EXERCISE: I'd like an exact copy of every line from the start of the entries below through the line containing "an error response", please.

====== DATASET RECORDS ======

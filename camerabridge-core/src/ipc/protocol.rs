//! IPC protocol definitions
//!
//! Newline-delimited JSON messages between the daemon and the CLI.

use serde::{Deserialize, Serialize};

use crate::error::BridgeError;
use crate::service::BridgeStatus;

/// Messages that can be sent to the daemon
#[derive(Debug, Clone, PartialEq, Eq, Serialize, Deserialize)]
#[serde(tag = "type")]
pub enum IpcMessage {
    /// Check if daemon is alive
    Ping,
    /// Request current status
    Status,
    /// Start the bridge
    Enable,
    /// Stop the bridge
    Disable,
    /// Restart the pipeline at another resolution
    SetResolution { width: u32, height: u32 },
    /// Stop the daemon gracefully
    Shutdown,
}

/// Responses from the daemon
#[derive(Debug, Clone, PartialEq, Eq, Serialize, Deserialize)]
#[serde(tag = "type")]
pub enum IpcResponse {
    /// Pong response to ping
    Pong,
    /// Error response carrying the process exit code for the failure
    Error { code: u8, message: String },
    /// Status after handling the request
    Status(BridgeStatus),
    /// Shutdown acknowledgment
    Stopping,
}

impl IpcMessage {
    /// Serialize message to JSON bytes with newline terminator
    pub fn to_bytes(&self) -> Vec<u8> {
        let mut bytes = serde_json::to_vec(self).unwrap_or_default();
        bytes.push(b'\n');
        bytes
    }

    /// Deserialize message from JSON bytes
    pub fn from_bytes(bytes: &[u8]) -> Result<Self, serde_json::Error> {
        serde_json::from_slice(bytes)
    }
}

impl IpcResponse {
    /// Serialize response to JSON bytes with newline terminator
    pub fn to_bytes(&self) -> Vec<u8> {
        let mut bytes = serde_json::to_vec(self).unwrap_or_default();
        bytes.push(b'\n');
        bytes
    }

    /// Deserialize response from JSON bytes
    pub fn from_bytes(bytes: &[u8]) -> Result<Self, serde_json::Error> {
        serde_json::from_slice(bytes)
    }

    /// Create an error response
    pub fn error(code: u8, message: impl Into<String>) -> Self {
        IpcResponse::Error {
            code,
            message: message.into(),
        }
    }
}

impl From<&BridgeError> for IpcResponse {
    fn from(err: &BridgeError) -> Self {
        IpcResponse::error(err.exit_code(), err.to_string())
    }
}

======

RESULT FOR THIS TASK:
filename camerabridge-core/src/ipc/protocol.rs
//! IPC protocol definitions
//!
//! Newline-delimited JSON messages between the daemon and the CLI.

use serde::{Deserialize, Serialize};

use crate::error::BridgeError;
use crate::service::BridgeStatus;

/// Messages that can be sent to the daemon
#[derive(Debug, Clone, PartialEq, Eq, Serialize, Deserialize)]
#[serde(tag = "type")]
pub enum IpcMessage {
    /// Check if daemon is alive
    Ping,
    /// Request current status
    Status,
    /// Start the bridge
    Enable,
    /// Stop the bridge
    Disable,
    /// Restart the pipeline at another resolution
    SetResolution { width: u32, height: u32 },
    /// Stop the daemon gracefully
    Shutdown,
}

/// Responses from the daemon
#[derive(Debug, Clone, PartialEq, Eq, Serialize, Deserialize)]
#[serde(tag = "type")]
pub enum IpcResponse {
    /// Pong response to ping
    Pong,
    /// Error response carrying the process exit code for the failure
    Error { code: u8, message: String },
    /// Status after handling the request
    Status(BridgeStatus),
    /// Shutdown acknowledgment
    Stopping,
}

impl IpcMessage {
    /// Serialize message to JSON bytes with newline terminator
    pub fn to_bytes(&self) -> Vec<u8> {
        let mut bytes = serde_json::to_vec(self).unwrap_or_default();
        bytes.push(b'\n');
        bytes
    }

    /// Deserialize message from JSON bytes
    pub fn from_bytes(bytes: &[u8]) -> Result<Self, serde_json::Error> {
        serde_json::from_slice(bytes)
    }
}

impl IpcResponse {
    /// Serialize response to JSON bytes with newline terminator
    pub fn to_bytes(&self) -> Vec<u8> {
        let mut bytes = serde_json::to_vec(self).unwrap_or_default();
        bytes.push(b'\n');
        bytes
    }

    /// Deserialize response from JSON bytes
    pub fn from_bytes(bytes: &[u8]) -> Result<Self, serde_json::Error> {
        serde_json::from_slice(bytes)
    }

    /// Create an error response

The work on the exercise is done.